[[ SUPPLIED RECORDS open ]]
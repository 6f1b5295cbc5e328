//! `GpioDriver` implementation over a [`SimulatedBoard`].

use super::board::SimulatedBoard;
use car_common::hal::driver::{GpioDriver, HalError};
use car_common::hal::port::{DigitalInput, DigitalOutput, InputHandle, OutputHandle};
use car_common::io::role::InputLogic;
use std::collections::HashSet;
use std::sync::Arc;
use tracing::debug;

/// Driver whose pins live in memory.
pub struct SimulationDriver {
    board: SimulatedBoard,
    claimed_outputs: HashSet<u16>,
}

impl SimulationDriver {
    /// Driver on a fresh board.
    pub fn new() -> Self {
        Self::with_board(SimulatedBoard::new())
    }

    /// Driver on an existing board, so the caller keeps a handle to it.
    pub fn with_board(board: SimulatedBoard) -> Self {
        debug!("Simulation driver initialized");
        Self {
            board,
            claimed_outputs: HashSet::new(),
        }
    }

    /// Handle to the board behind this driver.
    pub fn board(&self) -> SimulatedBoard {
        self.board.clone()
    }
}

impl Default for SimulationDriver {
    fn default() -> Self {
        Self::new()
    }
}

impl GpioDriver for SimulationDriver {
    fn name(&self) -> &'static str {
        "simulation"
    }

    fn open_input(&mut self, pin: u16, _logic: InputLogic) -> Result<InputHandle, HalError> {
        self.board.claim_input(pin);
        Ok(Arc::new(SimInput {
            pin,
            board: self.board.clone(),
        }))
    }

    fn open_output(&mut self, pin: u16) -> Result<OutputHandle, HalError> {
        if !self.claimed_outputs.insert(pin) {
            return Err(HalError::PinUnavailable {
                pin,
                reason: "output already claimed".to_string(),
            });
        }
        self.board.drive(pin, false);
        Ok(Box::new(SimOutput {
            pin,
            board: self.board.clone(),
        }))
    }
}

/// Factory for the driver registry.
pub fn create_driver() -> Box<dyn GpioDriver> {
    Box::new(SimulationDriver::new())
}

struct SimInput {
    pin: u16,
    board: SimulatedBoard,
}

impl DigitalInput for SimInput {
    fn is_pressed(&self) -> bool {
        self.board.is_pressed(self.pin)
    }
}

struct SimOutput {
    pin: u16,
    board: SimulatedBoard,
}

impl DigitalOutput for SimOutput {
    fn set(&mut self, on: bool) {
        self.board.drive(self.pin, on);
    }
}
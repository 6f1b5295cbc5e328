//! # Car Console HAL Library
//!
//! GPIO backends for the console behind the `GpioDriver` trait defined in
//! `car_common::hal::driver`.
//!
//! # Module Structure
//!
//! - [`core`] - HalCore: opens configured roles into port handles
//! - [`driver_registry`] - Driver factory registration
//! - [`drivers`] - Driver implementations (sysfs, simulation)
//!
//! # Architecture
//!
//! ```text
//! ┌──────────────────────────────────────────────────────────────┐
//! │                        car_hal                               │
//! │  ┌─────────────┐    ┌──────────────┐    ┌─────────────────┐  │
//! │  │ IoRegistry  │───►│   HalCore    │◄───│ DriverRegistry  │  │
//! │  │ (car_common)│    │ role → port  │    │  name → factory │  │
//! │  └─────────────┘    └──────┬───────┘    └─────────────────┘  │
//! │                            │                                 │
//! │                            ▼                                 │
//! │                   ┌────────────────┐                         │
//! │                   │  GpioDriver    │ (trait object)          │
//! │                   │ sysfs | sim    │                         │
//! │                   └────────────────┘                         │
//! └──────────────────────────────────────────────────────────────┘
//! ```

#![deny(missing_docs)]

pub mod core;
pub mod driver_registry;
pub mod drivers;

pub use crate::core::HalCore;
pub use crate::driver_registry::DriverRegistry;
pub use crate::drivers::simulation::{SimulatedBoard, SimulationDriver};
pub use crate::drivers::sysfs::SysfsDriver;
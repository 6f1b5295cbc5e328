//! Logical sound names.
//!
//! The textual form of a [`Sound`] is the asset file stem: one-shots live
//! in `samples/<name>.<ext>`, loops in `loops/<name>.wav`.

use crate::components::engine::Gear;
use std::fmt;

/// Every sound the console can request.
#[derive(Debug, Clone, Copy, PartialEq, Eq, Hash)]
pub enum Sound {
    Horn,
    Siren,
    TurnSignal,
    EngineStart,
    EngineStop,
    EngineWrongGear,
    EngineShiftUp,
    EngineShiftDown,
    /// Engine running in the given gear (neutral included).
    EngineGear(Gear),
    MediaInject,
    MediaEject,
    /// Idle loop.
    Silence,
}

impl Sound {
    /// Sounds played as one-shot samples.
    pub const ONE_SHOTS: [Sound; 8] = [
        Sound::TurnSignal,
        Sound::EngineStart,
        Sound::EngineStop,
        Sound::EngineWrongGear,
        Sound::EngineShiftUp,
        Sound::EngineShiftDown,
        Sound::MediaInject,
        Sound::MediaEject,
    ];

    /// Sounds played as continuous loops.
    pub fn loops() -> impl Iterator<Item = Sound> {
        [Sound::Horn, Sound::Siren, Sound::Silence]
            .into_iter()
            .chain(Gear::ALL.into_iter().map(Sound::EngineGear))
    }

    /// `true` for loop tracks.
    pub fn is_loop(self) -> bool {
        matches!(
            self,
            Sound::Horn | Sound::Siren | Sound::Silence | Sound::EngineGear(_)
        )
    }
}

impl fmt::Display for Sound {
    fn fmt(&self, f: &mut fmt::Formatter<'_>) -> fmt::Result {
        match self {
            Self::Horn => write!(f, "horn"),
            Self::Siren => write!(f, "siren"),
            Self::TurnSignal => write!(f, "turn-signal"),
            Self::EngineStart => write!(f, "engine-start"),
            Self::EngineStop => write!(f, "engine-stop"),
            Self::EngineWrongGear => write!(f, "engine-wrong-gear"),
            Self::EngineShiftUp => write!(f, "engine-shift-up"),
            Self::EngineShiftDown => write!(f, "engine-shift-down"),
            Self::EngineGear(gear) => write!(f, "engine-gear-{gear}"),
            Self::MediaInject => write!(f, "media-inject"),
            Self::MediaEject => write!(f, "media-eject"),
            Self::Silence => write!(f, "silence"),
        }
    }
}
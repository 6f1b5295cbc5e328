//! I/O configuration structs.
//!
//! Deserialized from the `[io]` section of the console configuration.
//! When the section is omitted the reference board's wiring is used.

use serde::{Deserialize, Serialize};

use super::role::{InputLogic, IoPointType, IoRole};

// ─── IoPoint ────────────────────────────────────────────────────────

/// A single I/O point definition.
#[derive(Debug, Clone, PartialEq, Eq, Serialize, Deserialize)]
pub struct IoPoint {
    /// Functional role.
    pub role: IoRole,

    /// Direction.
    #[serde(rename = "type")]
    pub io_type: IoPointType,

    /// BCM GPIO number.
    pub pin: u16,

    /// Input logic override. Default: `IoConfig::default_logic`.
    #[serde(default)]
    pub logic: Option<InputLogic>,
}

impl IoPoint {
    /// Input point with the section's default logic.
    pub const fn input(role: IoRole, pin: u16) -> Self {
        Self {
            role,
            io_type: IoPointType::Input,
            pin,
            logic: None,
        }
    }

    /// Output point.
    pub const fn output(role: IoRole, pin: u16) -> Self {
        Self {
            role,
            io_type: IoPointType::Output,
            pin,
            logic: None,
        }
    }
}

// ─── IoConfig ───────────────────────────────────────────────────────

/// Top-level `[io]` section.
#[derive(Debug, Clone, Serialize, Deserialize)]
#[serde(default)]
pub struct IoConfig {
    /// Logic applied to inputs that do not override it.
    pub default_logic: InputLogic,

    /// All wired points.
    pub points: Vec<IoPoint>,
}

impl Default for IoConfig {
    fn default() -> Self {
        Self {
            default_logic: InputLogic::ActiveLow,
            points: reference_points(),
        }
    }
}

/// Wiring of the reference board.
pub fn reference_points() -> Vec<IoPoint> {
    vec![
        IoPoint::input(IoRole::TurnSignalLeftButton, 2),
        IoPoint::input(IoRole::TurnSignalRightButton, 3),
        IoPoint::input(IoRole::HornButton, 4),
        IoPoint::input(IoRole::EmergencyButton, 17),
        IoPoint::input(IoRole::EmergencyLightButton, 27),
        IoPoint::input(IoRole::StarterButton, 22),
        IoPoint::output(IoRole::EmergencyLightRelay, 14),
        IoPoint::output(IoRole::TurnSignalLeftLed, 15),
        IoPoint::output(IoRole::TurnSignalRightLed, 18),
        IoPoint::output(IoRole::EngineRunnableLed, 23),
        IoPoint::output(IoRole::EngineRunningLed, 24),
        IoPoint::input(IoRole::MusicBackButton, 10),
        IoPoint::input(IoRole::MusicPlayButton, 9),
        IoPoint::input(IoRole::MusicForwardButton, 11),
        IoPoint::input(IoRole::GearButton(1), 0),
        IoPoint::input(IoRole::GearButton(2), 5),
        IoPoint::input(IoRole::GearButton(3), 6),
        IoPoint::input(IoRole::GearButton(4), 13),
        IoPoint::input(IoRole::GearButton(5), 19),
        IoPoint::input(IoRole::GearButtonR, 26),
    ]
}
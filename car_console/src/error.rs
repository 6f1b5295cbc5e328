//! Startup errors of the console binary.

use crate::audio::AudioError;
use crate::media::MediaError;
use car_common::config::ConfigError;
use car_common::hal::driver::HalError;
use car_common::io::registry::IoConfigError;
use thiserror::Error;

/// Anything that keeps the console from entering its main loop.
#[derive(Debug, Error)]
pub enum StartupError {
    /// The executable's directory could not be determined or entered.
    #[error("cannot enter install directory: {0}")]
    InstallDir(#[source] std::io::Error),

    #[error(transparent)]
    Config(#[from] ConfigError),

    #[error("invalid I/O table: {0}")]
    Io(#[from] IoConfigError),

    #[error(transparent)]
    Hal(#[from] HalError),

    #[error(transparent)]
    Media(#[from] MediaError),

    #[error(transparent)]
    Audio(#[from] AudioError),
}
//! The radio's three-button keyboard.

use crate::button::TwoStateButton;
use car_common::hal::port::InputHandle;

/// Hold time on play that toggles loop silencing [s].
pub const SILENCE_TOGGLE_INTERVAL: f64 = 2.0;

/// Classified radio key.
#[derive(Debug, Clone, Copy, PartialEq, Eq)]
pub enum RadioKey {
    /// A button is down, outcome not decided yet.
    Pending,
    /// Back, short.
    Previous,
    /// Back, held.
    Rewind,
    /// Play, short.
    TogglePause,
    /// Play, held for [`SILENCE_TOGGLE_INTERVAL`]. Handled by the radio itself.
    ToggleSilencing,
    /// Forward, short.
    Next,
    /// Forward, held.
    FastForward,
}

impl RadioKey {
    /// Text written to the player's stdin, `None` for keys the radio consumes.
    ///
    /// `Pending` maps to the empty string and is still forwarded.
    pub fn player_text(self) -> Option<&'static str> {
        match self {
            Self::Pending => Some(""),
            Self::Previous => Some("<"),
            Self::Rewind => Some("\x1b[D"),
            Self::TogglePause => Some(" "),
            Self::ToggleSilencing => None,
            Self::Next => Some(">"),
            Self::FastForward => Some("\x1b[C"),
        }
    }
}

/// Back / play / forward, polled in priority order play, back, forward.
pub struct RadioKeyboard {
    back: TwoStateButton<RadioKey>,
    play: TwoStateButton<RadioKey>,
    forward: TwoStateButton<RadioKey>,
}

impl RadioKeyboard {
    pub fn new(back: InputHandle, play: InputHandle, forward: InputHandle) -> Self {
        Self {
            back: TwoStateButton::new(back, RadioKey::Previous, RadioKey::Rewind, RadioKey::Pending),
            play: TwoStateButton::with_interval(
                play,
                RadioKey::TogglePause,
                RadioKey::ToggleSilencing,
                RadioKey::Pending,
                SILENCE_TOGGLE_INTERVAL,
            ),
            forward: TwoStateButton::new(forward, RadioKey::Next, RadioKey::FastForward, RadioKey::Pending),
        }
    }

    /// First non-empty classification. Lower-priority buttons are not
    /// sampled once a higher one reports something.
    pub fn poll(&mut self, now: f64) -> Option<RadioKey> {
        self.play
            .poll(now)
            .or_else(|| self.back.poll(now))
            .or_else(|| self.forward.poll(now))
    }
}

#[cfg(test)]
mod tests {
    use super::*;
    use car_hal::{SimulatedBoard, SimulationDriver};
    use car_common::hal::driver::GpioDriver;
    use car_common::io::role::InputLogic;

    fn keyboard() -> (RadioKeyboard, SimulatedBoard) {
        let mut driver = SimulationDriver::new();
        let board = driver.board();
        let back = driver.open_input(10, InputLogic::ActiveLow).unwrap();
        let play = driver.open_input(9, InputLogic::ActiveLow).unwrap();
        let forward = driver.open_input(11, InputLogic::ActiveLow).unwrap();
        (RadioKeyboard::new(back, play, forward), board)
    }

    #[test]
    fn idle_reports_nothing() {
        let (mut kb, _) = keyboard();
        assert_eq!(kb.poll(0.0), None);
        assert_eq!(kb.poll(0.02), None);
    }

    #[test]
    fn forward_click_is_next() {
        let (mut kb, board) = keyboard();
        board.press(11);
        assert_eq!(kb.poll(1.0), Some(RadioKey::Pending));
        board.release(11);
        assert_eq!(kb.poll(1.125), Some(RadioKey::Next));
    }

    #[test]
    fn back_hold_is_rewind() {
        let (mut kb, board) = keyboard();
        board.press(10);
        assert_eq!(kb.poll(1.0), Some(RadioKey::Pending));
        assert_eq!(kb.poll(1.5), Some(RadioKey::Rewind));
    }

    #[test]
    fn play_hold_toggles_silencing_after_two_seconds() {
        let (mut kb, board) = keyboard();
        board.press(9);
        assert_eq!(kb.poll(0.0), Some(RadioKey::Pending));
        assert_eq!(kb.poll(1.5), Some(RadioKey::Pending));
        assert_eq!(kb.poll(2.0), Some(RadioKey::ToggleSilencing));
    }

    #[test]
    fn play_has_priority() {
        let (mut kb, board) = keyboard();
        board.press(9);
        board.press(11);
        assert_eq!(kb.poll(0.0), Some(RadioKey::Pending));
        board.release(9);
        board.release(11);
        // Play's click wins; forward was never sampled while play reported.
        assert_eq!(kb.poll(0.25), Some(RadioKey::TogglePause));
        assert_eq!(kb.poll(0.5), None);
    }

    #[test]
    fn player_text_mapping() {
        assert_eq!(RadioKey::Pending.player_text(), Some(""));
        assert_eq!(RadioKey::Previous.player_text(), Some("<"));
        assert_eq!(RadioKey::Rewind.player_text(), Some("\x1b[D"));
        assert_eq!(RadioKey::TogglePause.player_text(), Some(" "));
        assert_eq!(RadioKey::Next.player_text(), Some(">"));
        assert_eq!(RadioKey::FastForward.player_text(), Some("\x1b[C"));
        assert_eq!(RadioKey::ToggleSilencing.player_text(), None);
    }
}
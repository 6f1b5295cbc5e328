//! GPIO driver implementations.
//!
//! - [`sysfs`] - Linux `/sys/class/gpio` driver for the real board
//! - [`simulation`] - In-memory board for development and testing
//!
//! # Adding New Drivers
//!
//! 1. Create a new submodule under `drivers/`
//! 2. Implement the `GpioDriver` trait from `car_common::hal::driver`
//! 3. Register it in [`default_registry`]

pub mod simulation;
pub mod sysfs;

use crate::driver_registry::DriverRegistry;

/// Name of the driver used when none is requested.
pub const DEFAULT_DRIVER: &str = "sysfs";

/// Registry populated with every built-in driver.
pub fn default_registry() -> DriverRegistry {
    let mut registry = DriverRegistry::new();
    registry.register("sysfs", sysfs::create_driver);
    registry.register("simulation", simulation::create_driver);
    registry
}
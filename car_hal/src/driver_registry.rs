//! Name → factory table for GPIO backends.
//!
//! The binary picks its backend by name (`--driver sysfs`,
//! `--simulate`); this table turns that name into a fresh driver. It is
//! an ordinary value built by [`crate::drivers::default_registry`], so
//! tests can assemble their own.

use car_common::hal::driver::{DriverFactory, GpioDriver, HalError};
use std::collections::BTreeMap;
use tracing::{debug, warn};

/// GPIO backends known by name.
#[derive(Default)]
pub struct DriverRegistry {
    factories: BTreeMap<&'static str, DriverFactory>,
}

impl DriverRegistry {
    /// Registry without any backend.
    pub fn new() -> Self {
        Self::default()
    }

    /// Add `factory` under `name`. A later registration under the same
    /// name replaces the earlier one.
    pub fn register(&mut self, name: &'static str, factory: DriverFactory) {
        if self.factories.insert(name, factory).is_some() {
            warn!("GPIO driver '{}' registered twice, keeping the last one", name);
        }
    }

    /// Instantiate the backend registered as `name`.
    ///
    /// # Errors
    /// `HalError::DriverNotFound`, naming every registered backend.
    pub fn create_driver(&self, name: &str) -> Result<Box<dyn GpioDriver>, HalError> {
        match self.factories.get(name) {
            Some(factory) => {
                debug!("Creating GPIO driver '{}'", name);
                Ok(factory())
            }
            None => Err(HalError::DriverNotFound {
                name: name.to_string(),
                available: self.list_drivers().join(", "),
            }),
        }
    }

    /// Registered names in alphabetical order.
    pub fn list_drivers(&self) -> Vec<&'static str> {
        self.factories.keys().copied().collect()
    }
}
[[ SUPPLIED RECORDS closed ]]
EXERCISE OBJECTIVE ▸ Please give back exactly the lines of this listing beginning at the line with "pub mod sysfs;" and ending with the line with "pub fn default_registry()", both included, and nothing else.

REPLY ▸
pub mod sysfs;

use crate::driver_registry::DriverRegistry;

/// Name of the driver used when none is requested.
pub const DEFAULT_DRIVER: &str = "sysfs";

/// Registry populated with every built-in driver.
pub fn default_registry() -> DriverRegistry {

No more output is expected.